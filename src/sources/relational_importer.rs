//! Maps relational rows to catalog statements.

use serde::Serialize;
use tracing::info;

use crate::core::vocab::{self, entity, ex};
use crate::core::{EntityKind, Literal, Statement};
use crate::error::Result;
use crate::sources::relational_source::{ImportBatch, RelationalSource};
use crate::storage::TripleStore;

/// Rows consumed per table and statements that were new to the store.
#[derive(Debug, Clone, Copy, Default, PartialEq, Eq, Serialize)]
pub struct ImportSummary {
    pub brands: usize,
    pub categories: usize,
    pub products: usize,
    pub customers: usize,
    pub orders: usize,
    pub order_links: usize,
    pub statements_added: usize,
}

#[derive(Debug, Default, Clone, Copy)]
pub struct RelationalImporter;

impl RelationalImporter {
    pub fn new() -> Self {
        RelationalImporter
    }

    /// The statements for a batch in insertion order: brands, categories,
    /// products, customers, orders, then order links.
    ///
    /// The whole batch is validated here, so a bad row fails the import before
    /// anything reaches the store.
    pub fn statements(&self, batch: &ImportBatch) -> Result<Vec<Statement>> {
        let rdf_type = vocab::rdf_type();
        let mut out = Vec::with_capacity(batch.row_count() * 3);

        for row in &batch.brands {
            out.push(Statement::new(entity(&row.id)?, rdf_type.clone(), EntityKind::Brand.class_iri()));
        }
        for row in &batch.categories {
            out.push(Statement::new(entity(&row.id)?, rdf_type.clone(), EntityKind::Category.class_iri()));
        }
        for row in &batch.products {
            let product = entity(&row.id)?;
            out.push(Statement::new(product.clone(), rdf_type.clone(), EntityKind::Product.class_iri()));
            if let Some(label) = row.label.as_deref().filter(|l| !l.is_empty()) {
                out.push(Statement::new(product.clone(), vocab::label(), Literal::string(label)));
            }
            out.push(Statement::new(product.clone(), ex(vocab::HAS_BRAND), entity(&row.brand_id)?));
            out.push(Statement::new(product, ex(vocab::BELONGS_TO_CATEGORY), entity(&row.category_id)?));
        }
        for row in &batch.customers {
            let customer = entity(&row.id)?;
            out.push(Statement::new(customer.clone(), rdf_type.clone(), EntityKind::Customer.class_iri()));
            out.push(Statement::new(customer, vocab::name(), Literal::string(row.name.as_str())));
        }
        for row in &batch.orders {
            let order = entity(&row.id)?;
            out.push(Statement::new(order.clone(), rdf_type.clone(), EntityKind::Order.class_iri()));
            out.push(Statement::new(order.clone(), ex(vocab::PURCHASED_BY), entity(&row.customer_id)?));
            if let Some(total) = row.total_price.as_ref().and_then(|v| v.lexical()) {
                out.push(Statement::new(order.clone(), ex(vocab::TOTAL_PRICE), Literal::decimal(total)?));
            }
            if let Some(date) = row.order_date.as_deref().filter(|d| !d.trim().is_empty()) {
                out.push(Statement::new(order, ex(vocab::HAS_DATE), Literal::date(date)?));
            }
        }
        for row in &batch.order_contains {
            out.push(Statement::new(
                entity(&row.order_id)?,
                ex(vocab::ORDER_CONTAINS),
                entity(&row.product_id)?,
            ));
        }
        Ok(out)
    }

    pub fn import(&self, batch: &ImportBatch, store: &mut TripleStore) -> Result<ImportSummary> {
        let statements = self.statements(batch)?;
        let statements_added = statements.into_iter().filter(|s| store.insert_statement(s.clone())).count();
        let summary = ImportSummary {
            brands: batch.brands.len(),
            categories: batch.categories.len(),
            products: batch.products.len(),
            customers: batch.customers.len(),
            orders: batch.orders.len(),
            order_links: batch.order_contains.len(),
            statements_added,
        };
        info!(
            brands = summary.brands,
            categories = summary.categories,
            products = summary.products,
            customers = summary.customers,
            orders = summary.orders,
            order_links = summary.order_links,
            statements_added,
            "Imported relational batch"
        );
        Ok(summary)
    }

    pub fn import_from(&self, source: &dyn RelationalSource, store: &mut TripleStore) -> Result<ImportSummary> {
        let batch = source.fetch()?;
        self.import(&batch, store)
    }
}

§ YOUR ASSIGNMENT: Copy out each line of the listing that holds the word "filter".

§ SOLUTION TO THE EXERCISE:
            if let Some(label) = row.label.as_deref().filter(|l| !l.is_empty()) {
            if let Some(date) = row.order_date.as_deref().filter(|d| !d.trim().is_empty()) {
        let statements_added = statements.into_iter().filter(|s| store.insert_statement(s.clone())).count();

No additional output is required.